Consumers protections:
  • The CARES Act also amends certain provisions under Chapters 7 and 13 of the U.S. Bankruptcy Code to help consumers who will be or have been financially harmed by the COVID-19 pandemic. The key changes that consumers should be aware of are as follows:
  • Chapter 13 debtors with existing confirmed plans who have suffered a “material financial hardship” due to COVID-19 will be allowed to seek plan modifications, including extending their payments for up to seven years after their first plan payment was due, thereby reducing their monthly payment obligation.

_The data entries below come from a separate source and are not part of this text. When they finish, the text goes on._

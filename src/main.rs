//! CLI entry point for keithley_logger
//!
//! Run the logger against the configured serial port:
//! ```bash
//! keithley_logger run --config config/default.toml
//! ```
//!
//! Run without hardware:
//! ```bash
//! keithley_logger run --simulate
//! ```
//!
//! Dump a group's history as CSV:
//! ```bash
//! keithley_logger grab --group MagField --start 2024-01-14 --stop 2024-01-15
//! ```

use anyhow::{Context, Result};
use chrono::{Local, NaiveDate};
use clap::{Parser, Subcommand};
use keithley_logger::adapters::{SerialTransport, SimulatedTransport, Transport};
use keithley_logger::config::{Settings, DEFAULT_CONFIG_PATH};
use keithley_logger::data::Loader;
use keithley_logger::instrument::Keithley2700;
use keithley_logger::AcquisitionController;
use std::path::{Path, PathBuf};
use tokio::signal;
use tracing::{info, warn};
use tracing_subscriber::EnvFilter;

#[derive(Parser)]
#[command(name = "keithley_logger")]
#[command(about = "Keithley 2700 multimeter logger", long_about = None)]
struct Cli {
    #[command(subcommand)]
    command: Commands,
}

#[derive(Subcommand)]
enum Commands {
    /// Acquire and log until interrupted
    Run {
        /// Configuration file (TOML)
        #[arg(long, default_value = DEFAULT_CONFIG_PATH)]
        config: PathBuf,

        /// Use a simulated multimeter instead of the serial port
        #[arg(long)]
        simulate: bool,
    },

    /// Print a save group's logged rows as CSV
    Grab {
        /// Configuration file (TOML)
        #[arg(long, default_value = DEFAULT_CONFIG_PATH)]
        config: PathBuf,

        /// Save group name
        #[arg(long)]
        group: String,

        /// First date (YYYY-MM-DD)
        #[arg(long)]
        start: NaiveDate,

        /// Last date (YYYY-MM-DD), defaults to today
        #[arg(long)]
        stop: Option<NaiveDate>,
    },
}

#[tokio::main]
async fn main() -> Result<()> {
    let cli = Cli::parse();

    match cli.command {
        Commands::Run { config, simulate } => {
            let settings = load_settings(&config)?;
            init_tracing(&settings);
            run(settings, simulate).await
        }
        Commands::Grab {
            config,
            group,
            start,
            stop,
        } => {
            let settings = load_settings(&config)?;
            init_tracing(&settings);
            grab(&settings, &group, start, stop.unwrap_or_else(|| Local::now().date_naive()))
        }
    }
}

fn load_settings(path: &Path) -> Result<Settings> {
    Settings::load_from(path)
        .with_context(|| format!("Failed to load configuration from {}", path.display()))
}

/// `RUST_LOG` wins over the configured level. Logs go to stderr so `grab`
/// output stays clean.
fn init_tracing(settings: &Settings) {
    let filter = EnvFilter::try_from_default_env()
        .unwrap_or_else(|_| EnvFilter::new(&settings.application.log_level));
    tracing_subscriber::fmt()
        .with_env_filter(filter)
        .with_writer(std::io::stderr)
        .init();
}

async fn run(settings: Settings, simulate: bool) -> Result<()> {
    let groups = settings
        .build_save_groups()
        .context("Failed to build save groups")?;

    let transport: Box<dyn Transport> = if simulate {
        warn!("Using simulated multimeter; no hardware will be contacted");
        Box::new(SimulatedTransport::new())
    } else {
        Box::new(SerialTransport::from_settings(&settings.instrument))
    };
    let driver = Keithley2700::new(transport)
        .with_inter_command_delay(settings.instrument.inter_command_delay());

    let mut controller = AcquisitionController::new(driver, groups);
    controller
        .initialize()
        .await
        .context("Failed to initialize the multimeter")?;

    let shutdown = async {
        if let Err(e) = signal::ctrl_c().await {
            warn!("Failed to listen for Ctrl+C: {}", e);
            std::future::pending::<()>().await;
        }
    };
    controller
        .run(settings.acquisition.interval(), shutdown)
        .await
        .context("Acquisition stopped with an error")?;

    info!("Logger stopped");
    Ok(())
}

fn grab(settings: &Settings, group: &str, start: NaiveDate, stop: NaiveDate) -> Result<()> {
    let groups = settings
        .build_save_groups()
        .context("Failed to build save groups")?;
    let group = groups
        .iter()
        .find(|g| g.name() == group)
        .with_context(|| format!("No save group named '{}' in configuration", group))?;

    let loader = Loader::for_group(group);
    let table = loader
        .grab_dates(start, stop)
        .with_context(|| format!("Failed to read history for '{}'", group.name()))?;
    info!("Read {} rows for '{}'", table.len(), group.name());

    table
        .write_csv(std::io::stdout().lock(), group.date_format(), group.time_format())
        .context("Failed to write CSV to stdout")?;
    Ok(())
}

  • Coronavirus related payments received by families and individuals from the federal government, as a result of the CARES Act and other stimulus, will not be included in the definition of “income” for eligibility purposes, nor will such payments be included in the calculation of “disposable income” for plan confirmation purposes. This change is designed to permit consumer debtors to receive the full benefit of stimulus payments.